Computer Simulation Study of Aluminum Incorporation in the Microporous Titanosilicate ETS-10

The preferred framework site for Si substitution by Al in the ETS-10 structure has been modeled by both lattice energy minimization (LEM) and semiempirical quantum chemical (QC) calculations on model clusters. Both approaches suggest that Al substitution in the ETS-10 structure will follow an Al, Ti avoidance rule, consistent with conclusions drawn from analysis of solid-state 29Si and 27Al NMR spectra of Al-substituted ETS-10 reported elsewhere. The Al-substituted ETS-10 structure (ETAS-10) involving a Al−O−Si−O−Ti (T1) linkage was successfully minimized, showing only minor deviations from the optimized ETS-10 structure.
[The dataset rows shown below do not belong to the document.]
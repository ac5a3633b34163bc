pub mod mount_lister;
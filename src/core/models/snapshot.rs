use serde::Serialize;

/// One restorable point in a repository, as reported by its backend.
#[derive(Debug, Clone, PartialEq, Eq, Serialize)]
pub struct Snapshot {
    /// Source the snapshot belongs to.
    pub source: String,
    /// Backend-specific identifier (bup save name, archive name).
    pub id: String,
    /// Creation time as printed by the backend, when it prints one.
    pub time: Option<String>,
}
use std::path::{Path, PathBuf};
use std::sync::LazyLock;

use age::secrecy::ExposeSecret;
use chrono::NaiveDateTime;
use regex::Regex;

use crate::adapters::backends::absolute;
use crate::adapters::process::command_runner::{CommandRunner, CommandSpec, OutputRules};
use crate::core::models::outcome::Outcome;
use crate::core::models::snapshot::Snapshot;
use crate::core::models::source::Source;
use crate::core::traits::backend::{BackupBackend, Store};

/// At `-v8` duplicity prints one `Processed volume ...` line per volume.
static DUPLICITY_RULES: LazyLock<OutputRules> = LazyLock::new(|| {
    OutputRules::new(
        &[r"^Processed"],
        &[r"(?i)warning"],
        &[r"^Traceback ", r"(?i)^error", r"GPGError", r"^Fatal"],
    )
    .expect("duplicity output patterns are valid")
});

/// A backup set line of `collection-status`:
/// `Full         Thu Jan  1 10:00:00 2026                 1`.
static SET_LINE: LazyLock<Regex> = LazyLock::new(|| {
    Regex::new(r"^\s*(Full|Incremental)\s+(\w{3} \w{3}\s+\d{1,2} \d{2}:\d{2}:\d{2} \d{4})\s+\d+\s*$")
        .expect("collection-status pattern is valid")
});

/// duplicity backend: one backup chain per source, stored as
/// `file://<repository>/<source>`.
///
/// duplicity has no browsable view, so `mount` always fails and the
/// latest state is reached through `restore` instead.
pub struct DuplicityBackend {
    binary: PathBuf,
    runner: CommandRunner,
}

impl DuplicityBackend {
    pub fn new(runner: CommandRunner) -> Self {
        Self::with_path(PathBuf::from("duplicity"), runner)
    }

    pub fn with_path(binary: PathBuf, runner: CommandRunner) -> Self {
        Self { binary, runner }
    }

    /// An empty passphrase means the chain is stored unencrypted.
    fn command<'a>(&self, store: &Store<'a>) -> CommandSpec<'a> {
        let spec = CommandSpec::new(&self.binary).arg("-v8");
        if store.passphrase.expose_secret().is_empty() {
            spec.arg("--no-encryption")
        } else {
            spec.secret("PASSPHRASE", store.passphrase)
        }
    }

    fn run(&self, spec: CommandSpec<'_>) -> Outcome {
        self.runner.run(&spec, &DUPLICITY_RULES).into_outcome()
    }

    fn chain_url(store: &Store<'_>, chain: &str) -> String {
        format!("file://{}", absolute(store.path).join(chain).display())
    }

    /// `--exclude` globs for a source's exclusion policy.
    fn exclude_patterns(source: &Source) -> Vec<String> {
        source
            .excluded_extensions
            .iter()
            .map(|ext| format!("**/*.{ext}"))
            .collect()
    }

    fn parse_status(lines: impl Iterator<Item = impl AsRef<str>>, source: &Source) -> Vec<Snapshot> {
        lines
            .filter_map(|line| {
                let caps = SET_LINE.captures(line.as_ref())?;
                let raw = caps[2].split_whitespace().collect::<Vec<_>>().join(" ");
                let id = NaiveDateTime::parse_from_str(&raw, "%a %b %d %H:%M:%S %Y")
                    .map(|t| t.format("%Y-%m-%dT%H:%M:%S").to_string())
                    .unwrap_or_else(|_| raw.clone());
                Some(Snapshot {
                    source: source.name.clone(),
                    id,
                    time: Some(format!("{raw} ({})", caps[1].to_lowercase())),
                })
            })
            .collect()
    }

    fn check_chain(&self, store: &Store<'_>, chain: &str) -> Outcome {
        let url = Self::chain_url(store, chain);
        let status = self.run(self.command(store).arg("collection-status").arg(&url));
        if status.success {
            return status;
        }
        // cleanup only drops orphaned volumes of an interrupted run; the
        // second status is the verdict.
        let mut outcome = status;
        let cleanup = self.run(self.command(store).args(["cleanup", "--force"]).arg(&url));
        outcome.log.extend(cleanup.log);
        let recheck = self.run(self.command(store).arg("collection-status").arg(&url));
        outcome.success = recheck.success;
        outcome.log.extend(recheck.log);
        outcome
    }
}

impl BackupBackend for DuplicityBackend {
    fn name(&self) -> &str {
        "duplicity"
    }

    fn mount_tag(&self) -> &str {
        "duplicity"
    }

    fn init(&self, store: &Store<'_>) -> Outcome {
        // Chains are created by the first backup; only the root is needed.
        match std::fs::create_dir_all(store.path) {
            Ok(()) => Outcome::ok().with_info(format!("created {}", store.path.display())),
            Err(e) => Outcome::failed(format!("cannot create {}: {e}", store.path.display())),
        }
    }

    fn save(&self, store: &Store<'_>, sources: &[Source]) -> Outcome {
        let mut total = Outcome::ok();
        for source in sources {
            let dir = absolute(&source.target_dir);
            if !dir.is_dir() {
                total.fail(format!(
                    "source '{}' directory does not exist: {}",
                    source.name,
                    dir.display()
                ));
                continue;
            }
            let mut backup = self.command(store);
            for pattern in Self::exclude_patterns(source) {
                backup = backup.arg("--exclude").arg(pattern);
            }
            let mut outcome = self.run(backup.arg(&dir).arg(Self::chain_url(store, &source.name)));
            if outcome.success {
                let files = source.included_files().len() as u64;
                outcome = outcome
                    .with_info(format!("{}: {files} file(s) backed up", source.name))
                    .with_files(files);
            }
            total.absorb(outcome);
        }
        total
    }

    fn check_and_repair(&self, store: &Store<'_>) -> Outcome {
        let mut total = Outcome::ok();
        let Ok(entries) = std::fs::read_dir(store.path) else {
            return Outcome::failed(format!("cannot read {}", store.path.display()));
        };
        let mut chains: Vec<String> = entries
            .filter_map(|e| e.ok())
            .filter(|e| e.path().is_dir())
            .filter_map(|e| e.file_name().to_str().map(str::to_string))
            .collect();
        chains.sort();
        for chain in &chains {
            total.absorb(self.check_chain(store, chain));
        }
        total
    }

    fn mount(&self, _store: &Store<'_>, _sources: &[Source], _target: &Path) -> Outcome {
        Outcome::failed("duplicity has no mount view; use restore instead")
    }

    fn unmount(&self, mount_point: &Path) -> Outcome {
        Outcome::ok().with_info(format!("nothing mounted by duplicity at {}", mount_point.display()))
    }

    fn recover(&self, location: &Store<'_>, sources: &[Source], destination: &Path) -> Outcome {
        let mut total = Outcome::ok();
        if let Err(e) = std::fs::create_dir_all(destination) {
            return Outcome::failed(format!("cannot create {}: {e}", destination.display()));
        }
        for source in sources {
            let restore = self
                .command(location)
                .args(["restore", "--force"])
                .arg(Self::chain_url(location, &source.name))
                .arg(absolute(&destination.join(&source.name)));
            total.absorb(self.run(restore));
        }
        total
    }

    fn list(&self, store: &Store<'_>, sources: &[Source]) -> (Outcome, Vec<Snapshot>) {
        let mut total = Outcome::ok();
        let mut snapshots = Vec::new();
        for source in sources {
            let output = self.runner.run(
                &self
                    .command(store)
                    .arg("collection-status")
                    .arg(Self::chain_url(store, &source.name)),
                &DUPLICITY_RULES,
            );
            snapshots.extend(Self::parse_status(output.info_lines(), source));
            total.absorb(output.into_outcome());
        }
        (total, snapshots)
    }
}
use std::path::Path;

use crate::core::errors::Result;
use crate::core::models::outcome::Outcome;
use crate::core::models::repository::Repository;
use crate::core::models::snapshot::Snapshot;
use crate::core::traits::reporter::Reporter;

/// Repository operations that go straight to the backend once the
/// preconditions hold.
pub struct BackupService<'a> {
    pub reporter: &'a dyn Reporter,
}

impl BackupService<'_> {
    /// Create the repository storage. Creates missing parent directories
    /// but never the storage directory itself, which the engine owns.
    pub fn init(&self, repo: &Repository) -> Result<Outcome> {
        if let Some(parent) = repo.path.parent()
            && !parent.as_os_str().is_empty()
        {
            std::fs::create_dir_all(parent)?;
        }
        self.reporter.info(&format!(
            "Initializing {} repository {} at {}",
            repo.backend.name(),
            repo.name,
            repo.path.display()
        ));
        Ok(self.finish(repo.backend.init(&repo.store())))
    }

    pub fn save(&self, repo: &Repository) -> Result<Outcome> {
        repo.require_storage()?;
        self.reporter
            .info(&format!("Saving {} source(s) into {}", repo.sources.len(), repo.name));
        Ok(self.finish(repo.backend.save(&repo.store(), &repo.sources)))
    }

    pub fn check(&self, repo: &Repository) -> Result<Outcome> {
        repo.require_storage()?;
        self.reporter.info(&format!("Checking {}", repo.name));
        Ok(self.finish(repo.backend.check_and_repair(&repo.store())))
    }

    /// Restore the latest state of every source into `destination/<source>`.
    pub fn restore(&self, repo: &Repository, destination: &Path) -> Result<Outcome> {
        repo.require_storage()?;
        self.reporter.info(&format!(
            "Restoring {} into {}",
            repo.name,
            destination.display()
        ));
        Ok(self.finish(repo.backend.restore(&repo.store(), &repo.sources, destination)))
    }

    pub fn list(&self, repo: &Repository) -> Result<(Outcome, Vec<Snapshot>)> {
        repo.require_storage()?;
        let (outcome, snapshots) = repo.backend.list(&repo.store(), &repo.sources);
        Ok((self.finish(outcome), snapshots))
    }

    fn finish(&self, outcome: Outcome) -> Outcome {
        self.reporter.finish_progress();
        outcome
    }
}
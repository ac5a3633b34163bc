pub mod manifest;
pub mod mount_table;
pub mod outcome;
pub mod remote;
pub mod repository;
pub mod snapshot;
pub mod source;
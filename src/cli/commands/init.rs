use crate::cli::commands::for_each_repository;
use crate::cli::context::AppContext;
use crate::core::errors::Result;

/// Execute the `loft init` command.
pub fn execute(ctx: &AppContext) -> Result<bool> {
    for_each_repository(ctx, "Repository initialized", |repo| ctx.backup().init(repo))
}
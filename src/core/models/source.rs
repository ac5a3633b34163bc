use std::path::{Path, PathBuf};

use walkdir::WalkDir;

/// A folder backed up into a repository.
#[derive(Debug, Clone, PartialEq, Eq)]
pub struct Source {
    pub name: String,
    pub target_dir: PathBuf,
    /// File suffixes (without the leading dot) never included in a backup.
    pub excluded_extensions: Vec<String>,
}

impl Source {
    /// Returns true if the exclusion policy keeps `path` out of backups.
    pub fn excludes(&self, path: &Path) -> bool {
        let Some(name) = path.file_name().map(|n| n.to_string_lossy()) else {
            return false;
        };
        self.excluded_extensions
            .iter()
            .any(|ext| name.ends_with(&format!(".{ext}")))
    }

    /// Regular files under `target_dir` that survive the exclusion policy,
    /// relative to `target_dir` and sorted.
    pub fn included_files(&self) -> Vec<PathBuf> {
        let mut files: Vec<PathBuf> = WalkDir::new(&self.target_dir)
            .follow_links(false)
            .into_iter()
            .filter_map(|entry| entry.ok())
            .filter(|entry| entry.file_type().is_file())
            .filter(|entry| !self.excludes(entry.path()))
            .filter_map(|entry| {
                entry
                    .path()
                    .strip_prefix(&self.target_dir)
                    .ok()
                    .map(Path::to_path_buf)
            })
            .collect();
        files.sort();
        files
    }
}
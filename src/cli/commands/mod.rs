pub mod check;
pub mod init;
pub mod list;
pub mod mount;
pub mod recover;
pub mod restore;
pub mod save;
pub mod status;
pub mod sync;
pub mod unmount;

use std::path::{Path, PathBuf};

use crate::cli::context::AppContext;
use crate::core::errors::{LoftError, Result};
use crate::core::models::outcome::Outcome;
use crate::core::models::repository::Repository;
use crate::core::traits::reporter::Reporter;

/// Run `op` on every selected repository and print each verdict.
///
/// A precondition error on one repository is reported and counted as a
/// failure; the remaining repositories still run. Returns whether every
/// repository succeeded.
pub fn for_each_repository<F>(ctx: &AppContext, what: &str, mut op: F) -> Result<bool>
where
    F: FnMut(&Repository) -> Result<Outcome>,
{
    let repos = ctx.repositories()?;
    let mut all_ok = true;
    for repo in &repos {
        ctx.reporter
            .header(&format!("{} ({})", repo.name, repo.backend_kind));
        match op(repo) {
            Ok(outcome) => {
                ctx.reporter.outcome(what, &outcome);
                all_ok &= outcome.success;
            }
            Err(e) => {
                ctx.reporter.error(&e.to_string());
                all_ok = false;
            }
        }
    }
    Ok(all_ok)
}

/// The single selected repository.
pub fn single_repository(ctx: &AppContext) -> Result<Repository> {
    let mut repos = ctx.repositories()?;
    if repos.len() != 1 {
        return Err(LoftError::AmbiguousRepository {
            available: ctx.config.repository_names().join(", "),
        });
    }
    Ok(repos.remove(0))
}

/// `base` itself for a single repository, `base/<name>` when several
/// repositories share one command-line path.
pub fn per_repository(base: &Path, repo: &Repository, shared: bool) -> PathBuf {
    if shared {
        base.join(&repo.name)
    } else {
        base.to_path_buf()
    }
}
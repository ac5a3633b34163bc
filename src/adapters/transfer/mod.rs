pub mod rclone;
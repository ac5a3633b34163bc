use std::path::Path;

use crate::cli::commands::{for_each_repository, per_repository};
use crate::cli::context::AppContext;
use crate::core::errors::Result;

/// Execute the `loft mount` command.
///
/// Mounts at `--target` when given (one subdirectory per repository if
/// several are selected), otherwise at each repository's `temp_dir`.
pub fn execute(ctx: &AppContext, target: Option<&Path>) -> Result<bool> {
    let shared = ctx.repositories()?.len() > 1;
    for_each_repository(ctx, "Mounted", |repo| {
        let target = match target {
            Some(base) => per_repository(base, repo, shared),
            None => repo.temp_dir.clone(),
        };
        ctx.mounts().mount(repo, &target)
    })
}
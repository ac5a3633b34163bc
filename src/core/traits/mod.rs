pub mod backend;
pub mod cipher;
pub mod cloud_transfer;
pub mod mount_lister;
pub mod reporter;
In contrast, constant pressure minimizations of ETAS-10 substituted at T2 sites lead to the cleavage of the Ti−O−Al linkage. Indeed, QC calculations indicate that, compared to Al−O−Si−O−Ti linkages, Al−O−Ti direct linkages result in enhanced electronic repulsion between neighboring negative charges on Al and Ti sites and higher lattice strains. This suggests that both electronic and strain factors are influencing the observed preferential Al siting.